96. I'm Tired - November 19, 2007

Isn’t the rule for scrivener’s errors that you correct the mistake and not throw out the whole contract? I just can’t rap my head around this. Why would they throw out the whole section?

The court even quotes the rule “The results reported by the Board of Law Examiners is final…”. How would allowing the 20 to now pass comport with the rule better than just letting the guy pass?

I think I am so jaded on this issue that I can’t even see their side of the story. Will Toal supporters please chime in or will someone play the devil’s advocate?

97. I'm Tired - November 19, 2007

My computer froze up some this might be a double post.

I thought the rule for scrivener’s errors was simply to reform the instrument and not just throw the whole thing out. Why would they throw out the entire question? Why not throw out the entire exam? The court even cites the rule “The results reported by the Board of Law Examiners is final…”. How would changing the score of 20 people who legitimately failed comport with the rule better than simply allowing one person to pass?

“fair and equitable”? What about everyone else who failed? Where is the equity in that? Either I am totally missing something here, or this is just plain crazy. Would a Toal apologist explain this or will someone play devil’s advocate?

98. BAD SC! - November 19, 2007

If it is “fair and equitable” then why are those other students who failed not given a chance to have their essays regraded? If the new system is “more than sufficient to prevent scoring errors” then why did this happen and how can we be sure that there were not errors in the other essay sections? This is utterly ridiculous! This explanation from the Supreme Court is a joke.

Check out what happened to the NY Bar. I think what they did was more fair and equitable than allowing 20 people who failed to pass based on one guy’s screwup. Exam.http://www.july07nybarexam.com/

99. Questions about CSOL - November 19, 2007

Charleston Attorney, SCLawGrad, Protest too Much,

You points are well taken. I have neither strength nor the time to continue this discussion. I have found myself playing devil’s advocate in this post even though I personally don’t have strong feelings one way or the other and have always been on the other side of the argument before this post.

Time will tell whether CSOL was a good idea it will still be several years out before there are any true indications to that effect. One thing is for certain, CSOL has created a new dynamic in the SC legal community, and the future is wide open. I wish all the best to the CSOL students in their future endeavors.

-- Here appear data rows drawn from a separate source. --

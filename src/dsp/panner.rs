use std::f32::consts::FRAC_PI_2;

/// Equal-power stereo panner.
///
/// At the centre both channels pass untouched. Panning left folds the right
/// channel into the left with a cos/sin law, and the mirror for the right.
#[derive(Debug, Clone, Copy, Default)]
pub struct StereoPanner {
    pan: f32,
}

impl StereoPanner {
    pub fn new(pan: f32) -> Self {
        Self {
            pan: pan.clamp(-1.0, 1.0),
        }
    }

    pub fn pan(&self) -> f32 {
        self.pan
    }

    pub fn set_pan(&mut self, pan: f32) {
        self.pan = pan.clamp(-1.0, 1.0);
    }

    #[inline]
    pub fn process(&self, left: f32, right: f32) -> (f32, f32) {
        if self.pan <= 0.0 {
            let x = (self.pan + 1.0) * FRAC_PI_2;
            (left + right * x.cos(), right * x.sin())
        } else {
            let x = self.pan * FRAC_PI_2;
            (left * x.cos(), right + left * x.sin())
        }
    }
}

/// Map a horizontal pointer position (0 = left edge, 1 = right edge) to a pan.
pub fn pan_from_position(x: f32) -> f32 {
    (x.clamp(0.0, 1.0) * 2.0 - 1.0).clamp(-1.0, 1.0)
}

100. Anon - November 20, 2007

#95 – Excellent.

#57 – Toal hates McCullough. McCullough kept Toal’s husband from being hired at USC Law.

101. Anon - November 20, 2007

#99, Time will tell. CSOL has some great professors and a great faculty that come from not only USC, but other law schools all over the country. It seems that CSOL students have had no problems getting jobs. The school has made some great strides and the funny thing about it is that all of the negitivity that comes at CSOL, and there has been a lot over the years, only makes it’s student’s and almuni’s connection stronger.

102. Scared - November 20, 2007

“It’s very vexing to have your integrity questioned when you know you did nothing wrong.” Justice Pleiconas said. The State. 11-20-2007. Were you there? Were you awake?

103. USCLawGuy - November 20, 2007

#95 – You’re right. The “unqualified attorney” or “unqualified law student” argument is getting a little old and tiresome. It is a view that is not shared by the majority of the legal community, nor is it shared by the majority of USC law students, but unfortunately there is an angry, disgruntled minority of USC students who feel the need to constantly make a mockery out of our school and show their inability to work together with others. Their immature whinings and “my school is better than your school” arguments are really only making them look worse (mostly because they are just terrible, unfounded arguments). And Yes – it is of no surprise to me that the very politicians, lawmakers, and judges we chastise on a regular basis, are in fact USC law grads. CSOL is a breath of fresh air to this State’s educational community which will FORCE USC’s law school to improve, which I have faith that they will. And despite what the typical AngryUSCLawGuy will tell you, they are doing just fine getting jobs, clerkships, etc. One need only look to the Businiess Review section of yesterday’s Post and Courier to see that CSOL students were hired by Nelson Mullins and Nexsen Pruet. That’s too bad, I guess they had no idea they were hiring such “unqualified law students” – If only they would have read this blog first………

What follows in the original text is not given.